The point of that story was to hone in on the dynamic of the bike riding community, from an outsiders perspective. Now I'm a passionate person, so I admire anyone who is passionate about bike riding to the point at which they are willing to wear spandex and risk their lives on a daily basis while riding next to pissed off drivers. But just as there is a general etiquette for even going to the grocery store, there must also be some sort of etiquette for bike riding, and I clearer was breaking some rules. I wonder if being a woman on bike ride, is like being immersed in the middle of a work environment that is predominantly men, like where my husband works. He works in such a man cave, a building that is 50 years old, rusting walls, and full of tools. Was I just strictly out of my domain?

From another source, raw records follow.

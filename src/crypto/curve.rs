//! Curve catalog
//!
//! Exactly two curves are supported: NIST P-256 and NIST P-384. Every other
//! identifier is rejected with [`CustodyError::UnsupportedCurve`].

use std::fmt;
use std::str::FromStr;

use const_oid::db::rfc5912::{SECP_256_R_1, SECP_384_R_1};
use const_oid::ObjectIdentifier;
use serde::{Deserialize, Serialize};

use crate::types::{CustodyError, Result};

/// A supported elliptic curve
#[derive(Debug, Clone, Copy, PartialEq, Eq, Hash, Serialize, Deserialize)]
#[serde(rename_all = "lowercase")]
pub enum Curve {
    P256,
    P384,
}

impl Curve {
    /// Short name used on the wire (`crv` handshake parameter, wallet files)
    pub fn short_name(&self) -> &'static str {
        match self {
            Self::P256 => "p256",
            Self::P384 => "p384",
        }
    }

    /// SEC 2 name, as embedded in certificates and CSRs
    pub fn long_name(&self) -> &'static str {
        match self {
            Self::P256 => "secp256r1",
            Self::P384 => "secp384r1",
        }
    }

    /// Key type string understood by the transit backend
    pub fn transit_type(&self) -> &'static str {
        match self {
            Self::P256 => "ecdsa-p256",
            Self::P384 => "ecdsa-p384",
        }
    }

    /// Map a transit backend key type to a curve
    pub fn from_transit_type(key_type: &str) -> Result<Self> {
        match key_type {
            "ecdsa-p256" => Ok(Self::P256),
            "ecdsa-p384" => Ok(Self::P384),
            other => Err(CustodyError::UnsupportedCurve(format!(
                "transit key type '{}' (only ecdsa-p256 and ecdsa-p384 are supported)",
                other
            ))),
        }
    }

    /// Named-curve OID carried in SubjectPublicKeyInfo parameters
    pub fn oid(&self) -> ObjectIdentifier {
        match self {
            Self::P256 => SECP_256_R_1,
            Self::P384 => SECP_384_R_1,
        }
    }

    /// Map a named-curve OID to a curve
    pub fn from_oid(oid: &ObjectIdentifier) -> Result<Self> {
        if *oid == SECP_256_R_1 {
            Ok(Self::P256)
        } else if *oid == SECP_384_R_1 {
            Ok(Self::P384)
        } else {
            Err(CustodyError::UnsupportedCurve(format!("curve OID {}", oid)))
        }
    }

    /// Key size in bits
    pub fn key_bits(&self) -> u32 {
        match self {
            Self::P256 => 256,
            Self::P384 => 384,
        }
    }

    /// Map a key size in bits to a curve
    pub fn from_key_bits(bits: u32) -> Result<Self> {
        match bits {
            256 => Ok(Self::P256),
            384 => Ok(Self::P384),
            other => Err(CustodyError::UnsupportedCurve(format!("{}-bit key", other))),
        }
    }

    /// Size of one field element (and of each affine coordinate) in bytes
    pub fn field_size(&self) -> usize {
        match self {
            Self::P256 => 32,
            Self::P384 => 48,
        }
    }
}

impl fmt::Display for Curve {
    fn fmt(&self, f: &mut fmt::Formatter<'_>) -> fmt::Result {
        f.write_str(self.short_name())
    }
}

impl FromStr for Curve {
    type Err = CustodyError;

    fn from_str(s: &str) -> Result<Self> {
        match s.to_ascii_lowercase().as_str() {
            "p256" | "p-256" | "secp256r1" | "prime256v1" | "ecdsa-p256" => Ok(Self::P256),
            "p384" | "p-384" | "secp384r1" | "ecdsa-p384" => Ok(Self::P384),
            other => Err(CustodyError::UnsupportedCurve(other.to_string())),
        }
    }
}

#[cfg(test)]
mod tests {
    use super::*;

    #[test]
    fn test_parse_names() {
        assert_eq!("p256".parse::<Curve>().unwrap(), Curve::P256);
        assert_eq!("P-384".parse::<Curve>().unwrap(), Curve::P384);
        assert_eq!("secp256r1".parse::<Curve>().unwrap(), Curve::P256);
        assert!(matches!(
            "secp256k1".parse::<Curve>(),
            Err(CustodyError::UnsupportedCurve(_))
        ));
    }

    #[test]
    fn test_transit_types() {
        assert_eq!(Curve::from_transit_type("ecdsa-p384").unwrap(), Curve::P384);
        assert_eq!(Curve::P256.transit_type(), "ecdsa-p256");
        assert!(matches!(
            Curve::from_transit_type("ed25519"),
            Err(CustodyError::UnsupportedCurve(_))
        ));
        assert!(Curve::from_transit_type("rsa-2048").is_err());
    }

    #[test]
    fn test_oid_roundtrip() {
        for curve in [Curve::P256, Curve::P384] {
            assert_eq!(Curve::from_oid(&curve.oid()).unwrap(), curve);
        }
        assert!(Curve::from_oid(&const_oid::db::rfc5912::SECP_521_R_1).is_err());
    }

    #[test]
    fn test_key_bits() {
        assert_eq!(Curve::from_key_bits(384).unwrap(), Curve::P384);
        assert!(Curve::from_key_bits(521).is_err());
    }

    #[test]
    fn test_serde_lowercase() {
        assert_eq!(serde_json::to_string(&Curve::P384).unwrap(), "\"p384\"");
        let curve: Curve = serde_json::from_str("\"p256\"").unwrap();
        assert_eq!(curve, Curve::P256);
    }
}
//! Key capability and identity providers
//!
//! [`Key`] is the one signing interface every backend implements.
//! [`IdentityProvider`]s combine a stored [`Identity`] with the right backend
//! key to produce a [`UserContext`] for the ledger SDK.

pub mod key;
pub mod local;
pub mod provider;
pub mod types;

pub use key::{BackendKind, Key, SdkKey, SigningKeyHandle};
pub use local::LocalKey;
pub use provider::{
    IdentityProvider, LocalIdentityProvider, TetheredIdentityProvider, TransitIdentityProvider,
    UserContext,
};
pub use types::{CertificateRecord, Credentials, Identity, IdentityType, KeyReference};
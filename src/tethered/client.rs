//! Holder side of the tethered protocol
//!
//! Registers nothing by itself: the relying party hands the holder a
//! sessionId (out of band), the holder answers the challenge in the upgrade
//! URL and then signs every binary frame the server sends until the
//! connection closes.

use futures_util::stream::{SplitSink, SplitStream};
use futures_util::{SinkExt, StreamExt};
use tokio::net::TcpStream;
use tokio_tungstenite::tungstenite::protocol::Message;
use tokio_tungstenite::{connect_async, MaybeTlsStream, WebSocketStream};
use tracing::{debug, info, warn};

use super::handshake::{answer_challenge, handshake_url};
use crate::crypto::HolderKey;
use crate::types::{CustodyError, Result};

type HolderStream = WebSocketStream<MaybeTlsStream<TcpStream>>;

/// Connects a [`HolderKey`] to a tethered signer server
#[derive(Debug, Clone)]
pub struct TetheredSignerClient {
    key: HolderKey,
}

impl TetheredSignerClient {
    pub fn new(key: HolderKey) -> Self {
        Self { key }
    }

    pub fn key(&self) -> &HolderKey {
        &self.key
    }

    /// Answer the challenge for `session_id` and open the connection.
    ///
    /// A rejected handshake surfaces as `Authentication`.
    pub async fn connect(&self, ws_url: &str, session_id: &str) -> Result<HolderConnection> {
        let params = answer_challenge(&self.key, session_id)?;
        let url = handshake_url(ws_url, &params)?;

        let (ws, _) = connect_async(url.as_str()).await.map_err(|e| match e {
            tokio_tungstenite::tungstenite::Error::Http(response)
                if response.status().as_u16() == 401 =>
            {
                CustodyError::Authentication(format!("server rejected session {session_id}"))
            }
            other => CustodyError::from(other),
        })?;

        info!(session_id = %session_id, curve = %self.key.curve(), "Connected to tethered signer server");
        let (sink, stream) = ws.split();
        Ok(HolderConnection {
            key: self.key.clone(),
            session_id: session_id.to_string(),
            sink,
            stream,
        })
    }
}

/// An authenticated holder connection
pub struct HolderConnection {
    key: HolderKey,
    session_id: String,
    sink: SplitSink<HolderStream, Message>,
    stream: SplitStream<HolderStream>,
}

impl HolderConnection {
    pub fn session_id(&self) -> &str {
        &self.session_id
    }

    /// Sign every digest frame until the server closes; returns how many
    /// digests were signed.
    pub async fn serve(mut self) -> Result<u64> {
        let mut signed = 0u64;

        while let Some(message) = self.stream.next().await {
            match message? {
                Message::Binary(digest) => {
                    let signature = self.key.sign_prehash(&digest)?;
                    self.sink.send(Message::Binary(signature)).await?;
                    signed += 1;
                    debug!(session_id = %self.session_id, signed, "Answered digest");
                }
                Message::Ping(payload) => self.sink.send(Message::Pong(payload)).await?,
                Message::Close(_) => break,
                Message::Text(_) => {
                    warn!(session_id = %self.session_id, "Ignoring text frame from server");
                }
                _ => {}
            }
        }

        info!(session_id = %self.session_id, signed, "Tethered connection closed");
        Ok(signed)
    }

    /// Hang up
    pub async fn close(mut self) -> Result<()> {
        self.sink.send(Message::Close(None)).await?;
        Ok(())
    }
}
//! Tethered signer protocol
//!
//! A tethered key lives on the holder's device and is reachable only over an
//! authenticated WebSocket. The flow:
//!
//! 1. The relying party registers the holder's public key with
//!    [`TetheredSignerServer::new_session`] and gets a sessionId.
//! 2. The holder signs the raw sessionId bytes as a prehash and opens the WebSocket with
//!    `sessionId`, `signature` and `crv` in the query.
//! 3. The server claims the registration, verifies the signature and binds the
//!    connection to a [`RemoteSigningSession`].
//! 4. Each `sign` sends one digest frame; the reply must verify against the
//!    registered key. One digest in flight per session.
//!
//! The holder half lives in [`client`] and [`wallet`].

pub mod client;
pub mod handshake;
pub mod key;
pub mod registry;
pub mod server;
pub mod session;
pub mod wallet;

pub use client::{HolderConnection, TetheredSignerClient};
pub use handshake::{answer_challenge, challenge_digest, handshake_url, HandshakeParams};
pub use key::TetheredKey;
pub use registry::{RegistryStats, SessionRegistry};
pub use server::{TetheredConfig, TetheredSignerServer};
pub use session::{RemoteSigningSession, SessionState};
pub use wallet::{KeyWallet, WalletKeyInfo};
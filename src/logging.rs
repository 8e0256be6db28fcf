//! Tracing subscriber setup shared by the binaries

use tracing_subscriber::{layer::SubscriberExt, util::SubscriberInitExt, EnvFilter};

/// Install the global subscriber.
///
/// `RUST_LOG` wins when set; otherwise `fabric_custody=<level>,info`.
pub fn init(level: &str, json: bool) {
    let filter = EnvFilter::try_from_default_env()
        .unwrap_or_else(|_| format!("fabric_custody={},info", level).into());

    let registry = tracing_subscriber::registry().with(filter);
    if json {
        registry.with(tracing_subscriber::fmt::layer().json()).init();
    } else {
        registry.with(tracing_subscriber::fmt::layer()).init();
    }
}
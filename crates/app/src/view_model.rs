//! Presentation state for the booking screen.
//!
//! `BookingViewModel` drives the coordinator and publishes the result as a
//! `ViewState` on a watch channel. Subscribers always see the latest state.

use booking_core::{BookingCoordinator, BookingRecord, Error};
use tokio::sync::watch;

/// Observable screen state.
#[derive(Debug, Clone, Default, PartialEq, Eq)]
pub struct ViewState {
    pub is_loading: bool,
    pub has_error: bool,
    pub error_message: Option<String>,
    pub booking: Option<BookingRecord>,
}

pub struct BookingViewModel {
    coordinator: BookingCoordinator,
    state: watch::Sender<ViewState>,
}

impl BookingViewModel {
    pub fn new(coordinator: BookingCoordinator) -> Self {
        let (state, _) = watch::channel(ViewState::default());
        Self { coordinator, state }
    }

    pub fn subscribe(&self) -> watch::Receiver<ViewState> {
        self.state.subscribe()
    }

    /// Snapshot of the current state.
    pub fn state(&self) -> ViewState {
        self.state.borrow().clone()
    }

    /// Load the booking, serving the cache when fresh.
    ///
    /// Returns `false` without doing anything if a load is already running.
    pub async fn load(&self) -> bool {
        if !self.begin(true) {
            tracing::debug!("load already in flight");
            return false;
        }
        let result = self.coordinator.get().await;
        self.finish("load", result);
        true
    }

    /// Fetch a fresh booking regardless of the cache.
    pub async fn refresh(&self) {
        self.begin(false);
        let result = self.coordinator.refresh().await;
        self.finish("refresh", result);
    }

    /// Mark the start of a request. With `exclusive`, refuses to start while
    /// another request is in flight.
    fn begin(&self, exclusive: bool) -> bool {
        self.state.send_if_modified(|state| {
            if exclusive && state.is_loading {
                return false;
            }
            state.is_loading = true;
            state.has_error = false;
            state.error_message = None;
            true
        })
    }

    fn finish(&self, action: &str, result: Result<BookingRecord, Error>) {
        self.state.send_modify(|state| {
            state.is_loading = false;
            match result {
                Ok(booking) => {
                    tracing::info!(action, ship_reference = %booking.ship_reference, "booking updated");
                    state.booking = Some(booking);
                }
                Err(e) => {
                    tracing::error!(action, error = %e, "booking request failed");
                    state.has_error = true;
                    state.error_message = Some(e.to_string());
                }
            }
        });
    }
}
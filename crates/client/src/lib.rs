//! Booking sources for the cache coordinator.
//!
//! This crate provides the `RemoteFetcher` implementations:
//!
//! - `BundledFetcher`: reads the bundled `booking.json` after a simulated delay
//! - `HttpFetcher` (feature `http`): fetches the document from a URL

pub mod bundled;
#[cfg(feature = "http")]
pub mod http;

pub use bundled::{BOOKING_RESOURCE, BundledFetcher};
#[cfg(feature = "http")]
pub use http::HttpFetcher;
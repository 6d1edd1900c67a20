//! Booking data model.
//!
//! A `BookingRecord` owns its ordered `Segment`s; each segment carries at
//! most one `OriginAndDestinationPair`, which in turn holds value copies of
//! its `Location`s. Nothing below the record has an identity of its own.

pub(crate) mod lenient;

use chrono::{DateTime, Utc};
use serde::{Deserialize, Serialize};
use serde_json::Value;

use crate::NetworkError;

/// A place referenced by a segment.
#[derive(Debug, Clone, Default, PartialEq, Eq, Serialize, Deserialize)]
#[serde(rename_all = "camelCase")]
pub struct Location {
    #[serde(default, deserialize_with = "lenient::string")]
    pub code: String,
    #[serde(default, deserialize_with = "lenient::string")]
    pub display_name: String,
    #[serde(default, deserialize_with = "lenient::string")]
    pub url: String,
}

/// Origin and destination of a single segment.
#[derive(Debug, Clone, Default, PartialEq, Eq, Serialize, Deserialize)]
#[serde(rename_all = "camelCase")]
pub struct OriginAndDestinationPair {
    #[serde(default, deserialize_with = "lenient::object")]
    pub origin: Option<Location>,
    #[serde(default, deserialize_with = "lenient::object")]
    pub destination: Option<Location>,
    #[serde(default, deserialize_with = "lenient::string")]
    pub origin_city: String,
    #[serde(default, deserialize_with = "lenient::string")]
    pub destination_city: String,
}

/// One leg of the itinerary.
#[derive(Debug, Clone, Default, PartialEq, Eq, Serialize, Deserialize)]
#[serde(rename_all = "camelCase")]
pub struct Segment {
    /// Display key only; not required to be unique.
    #[serde(default, deserialize_with = "lenient::int")]
    pub id: i64,
    #[serde(default, deserialize_with = "lenient::object")]
    pub origin_and_destination_pair: Option<OriginAndDestinationPair>,
}

/// The cached unit.
///
/// `expiry_time` governs whether the booking itself is still valid;
/// `fetch_timestamp` governs whether the cached copy is still fresh.
#[derive(Debug, Clone, PartialEq, Eq, Serialize, Deserialize)]
#[serde(rename_all = "camelCase")]
pub struct BookingRecord {
    #[serde(default, deserialize_with = "lenient::string")]
    pub ship_reference: String,
    #[serde(default, deserialize_with = "lenient::string")]
    pub ship_token: String,
    #[serde(default, deserialize_with = "lenient::boolean")]
    pub can_issue_ticket_checking: bool,
    /// Unix seconds, as text.
    #[serde(default, deserialize_with = "lenient::string")]
    pub expiry_time: String,
    #[serde(default, deserialize_with = "lenient::int")]
    pub duration: i64,
    #[serde(default, deserialize_with = "lenient::list")]
    pub segments: Vec<Segment>,
    #[serde(skip_deserializing, default = "Utc::now")]
    pub fetch_timestamp: DateTime<Utc>,
}

impl Default for BookingRecord {
    fn default() -> Self {
        Self {
            ship_reference: String::new(),
            ship_token: String::new(),
            can_issue_ticket_checking: false,
            expiry_time: String::new(),
            duration: 0,
            segments: Vec::new(),
            fetch_timestamp: Utc::now(),
        }
    }
}

impl BookingRecord {
    /// Decode a booking document, stamping it as fetched now.
    ///
    /// # Errors
    ///
    /// `NetworkError::DecodingError` if the document is empty or not JSON.
    /// A JSON root that is not an object decodes to an all-default booking.
    pub fn from_json(bytes: &[u8]) -> Result<Self, NetworkError> {
        let value: Value = serde_json::from_slice(bytes).map_err(|e| {
            tracing::debug!(error = %e, "booking document is not valid JSON");
            NetworkError::DecodingError
        })?;

        let mut booking: Self = if value.is_object() {
            serde_json::from_value(value).map_err(|e| {
                tracing::debug!(error = %e, "booking document failed to decode");
                NetworkError::DecodingError
            })?
        } else {
            tracing::debug!("booking document root is not an object");
            Self::default()
        };
        booking.fetch_timestamp = Utc::now();
        Ok(booking)
    }

    /// The booking's own expiry instant in Unix seconds, if `expiry_time` is a finite number.
    pub fn expiry_seconds(&self) -> Option<f64> {
        self.expiry_time.parse::<f64>().ok().filter(|secs| secs.is_finite())
    }

    /// Whether the booking is still valid at `now`.
    ///
    /// An unparseable expiry is never valid.
    pub fn is_valid_at(&self, now: DateTime<Utc>) -> bool {
        match self.expiry_seconds() {
            Some(expiry) => (now.timestamp_millis() as f64 / 1000.0) < expiry,
            None => false,
        }
    }

    /// Whether the booking is still valid right now.
    pub fn is_valid(&self) -> bool {
        self.is_valid_at(Utc::now())
    }
}

#[cfg(test)]
mod tests {
    use super::*;
    use chrono::Duration;

    const SAMPLE: &str = r#"{
        "shipReference": "ABCDEF",
        "shipToken": "AAAABBBCCCCDDD",
        "canIssueTicketChecking": false,
        "expiryTime": "1722409261",
        "duration": 2430,
        "segments": [
            {
                "id": 1,
                "originAndDestinationPair": {
                    "destination": {"code": "BBB", "displayName": "BBB DisplayName", "url": "www.ship.com"},
                    "destinationCity": "AAA",
                    "origin": {"code": "AAA", "displayName": "AAA DisplayName", "url": "www.ship.com"},
                    "originCity": "BBB"
                }
            },
            {"id": 2}
        ]
    }"#;

    fn with_expiry(expiry: &str) -> BookingRecord {
        BookingRecord { ship_reference: "REF".into(), expiry_time: expiry.into(), ..Default::default() }
    }

    #[test]
    fn test_decode_full_document() {
        let booking = BookingRecord::from_json(SAMPLE.as_bytes()).unwrap();
        assert_eq!(booking.ship_reference, "ABCDEF");
        assert_eq!(booking.ship_token, "AAAABBBCCCCDDD");
        assert!(!booking.can_issue_ticket_checking);
        assert_eq!(booking.expiry_time, "1722409261");
        assert_eq!(booking.duration, 2430);
        assert_eq!(booking.segments.len(), 2);

        let pair = booking.segments[0].origin_and_destination_pair.as_ref().unwrap();
        assert_eq!(pair.origin_city, "BBB");
        assert_eq!(pair.destination_city, "AAA");
        assert_eq!(pair.origin.as_ref().unwrap().code, "AAA");
        assert_eq!(pair.destination.as_ref().unwrap().display_name, "BBB DisplayName");

        assert_eq!(booking.segments[1].id, 2);
        assert!(booking.segments[1].origin_and_destination_pair.is_none());
    }

    #[test]
    fn test_decode_stamps_fetch_time() {
        let before = Utc::now();
        let booking = BookingRecord::from_json(br#"{"shipReference":"X","fetchTimestamp":"1970-01-01T00:00:00Z"}"#).unwrap();
        assert!(booking.fetch_timestamp >= before);
    }

    #[test]
    fn test_decode_empty_object_defaults() {
        let booking = BookingRecord::from_json(b"{}").unwrap();
        assert_eq!(booking.ship_reference, "");
        assert_eq!(booking.expiry_time, "");
        assert_eq!(booking.duration, 0);
        assert!(booking.segments.is_empty());
    }

    #[test]
    fn test_decode_mistyped_nested_values() {
        let json = r#"{"segments": [{"id": "7", "originAndDestinationPair": {"origin": "nope"}}, 3], "expiryTime": 42}"#;
        let booking = BookingRecord::from_json(json.as_bytes()).unwrap();
        assert_eq!(booking.expiry_time, "42");
        assert_eq!(booking.segments.len(), 2);
        assert_eq!(booking.segments[0].id, 7);
        let pair = booking.segments[0].origin_and_destination_pair.as_ref().unwrap();
        assert_eq!(pair.origin, Some(Location::default()));
        assert_eq!(pair.destination, None);
        assert_eq!(booking.segments[1], Segment::default());
    }

    #[test]
    fn test_decode_segments_not_array() {
        let booking = BookingRecord::from_json(br#"{"segments": {"id": 1}}"#).unwrap();
        assert!(booking.segments.is_empty());
    }

    #[test]
    fn test_decode_rejects_malformed_input() {
        assert_eq!(BookingRecord::from_json(b""), Err(NetworkError::DecodingError));
        assert_eq!(BookingRecord::from_json(b"  \n"), Err(NetworkError::DecodingError));
        assert_eq!(BookingRecord::from_json(b"{not json"), Err(NetworkError::DecodingError));
    }

    #[test]
    fn test_decode_non_object_root_defaults() {
        for doc in [&b"[1, 2]"[..], b"\"text\"", b"42", b"null"] {
            let booking = BookingRecord::from_json(doc).unwrap();
            assert_eq!(booking.ship_reference, "");
            assert_eq!(booking.expiry_time, "");
            assert!(booking.segments.is_empty());
            assert!(!booking.is_valid());
        }
    }

    #[test]
    fn test_decode_null_nested_objects_are_absent() {
        let doc = br#"{"segments": [
            {"id": 1, "originAndDestinationPair": null},
            {"id": 2, "originAndDestinationPair": {"origin": null, "destination": "BBB"}}
        ]}"#;
        let booking = BookingRecord::from_json(doc).unwrap();
        assert!(booking.segments[0].origin_and_destination_pair.is_none());

        let pair = booking.segments[1].origin_and_destination_pair.as_ref().unwrap();
        assert!(pair.origin.is_none());
        assert_eq!(pair.destination, Some(Location::default()));
    }

    #[test]
    fn test_validity_far_future() {
        assert!(with_expiry("9999999999").is_valid());
    }

    #[test]
    fn test_validity_past() {
        assert!(!with_expiry("1").is_valid());
    }

    #[test]
    fn test_validity_unparseable() {
        assert!(!with_expiry("").is_valid());
        assert!(!with_expiry("tomorrow").is_valid());
        assert!(!with_expiry("inf").is_valid());
        assert!(!with_expiry("NaN").is_valid());
    }

    #[test]
    fn test_validity_boundary_is_exclusive() {
        let now = Utc::now();
        let exact = with_expiry(&(now.timestamp_millis() as f64 / 1000.0).to_string());
        assert!(!exact.is_valid_at(now));
        assert!(exact.is_valid_at(now - Duration::seconds(1)));
    }

    #[test]
    fn test_validity_fractional_seconds() {
        let now = Utc::now();
        let expiry = format!("{}.5", now.timestamp());
        assert!(with_expiry(&expiry).is_valid_at(now - Duration::seconds(1)));
    }
}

Of course I could also look at the situation from the bike riders perspective. Your a guy, I'm sorry, man, and you are out on your daily bike ride. I imagine it's a lot like how I felt when I was jogging, from the moment you hit the pavement nobody else exists, which is pretty much the reason your even doing it in the first place, and also for health reasons of course. Therapy riders, they hop on their bikes and let the endorphins do the rest. There's no wife, kids, boss, clients, customers, or any other obstacle to get in your way, it's just you the road and the journey to your destination. I think I am beginning to understand, I know what it's like to have that one thing that takes you away from the normal day to day interaction. The simple act of getting out of your head and letting your body do the rest, what a gift.

That's it, respectfully I will leave my bell ringing for a place where it may be appropriate, like the board walk. I now realize that these bikers weren't being conscious of their antisocial ways, they were in the zone, and I was merely a decoration in the vista of their journey that day. Just as they are passionate about their bike riding, I am passionate about understanding what drives people to do what they do. Just as they ride their therapeutic rides to break up the day to day rigamarole, I like to analyze in order to appreciate the day to day rigamarole. The Yin and Yang of physical and mental exercises. It's easier for me to appreciate what moves someone when I look at it from the angle of passion, because really at the end of the day, I don't know anyone who would be willing to throw on a tight spandex jump suit, unless completely motivated by passion.

Ironically, as I was driving to the park with my daughter today, I came up behind a gentleman driving a car with a license plate that said “LV BIKIN”... Ride on man! See now that is passion!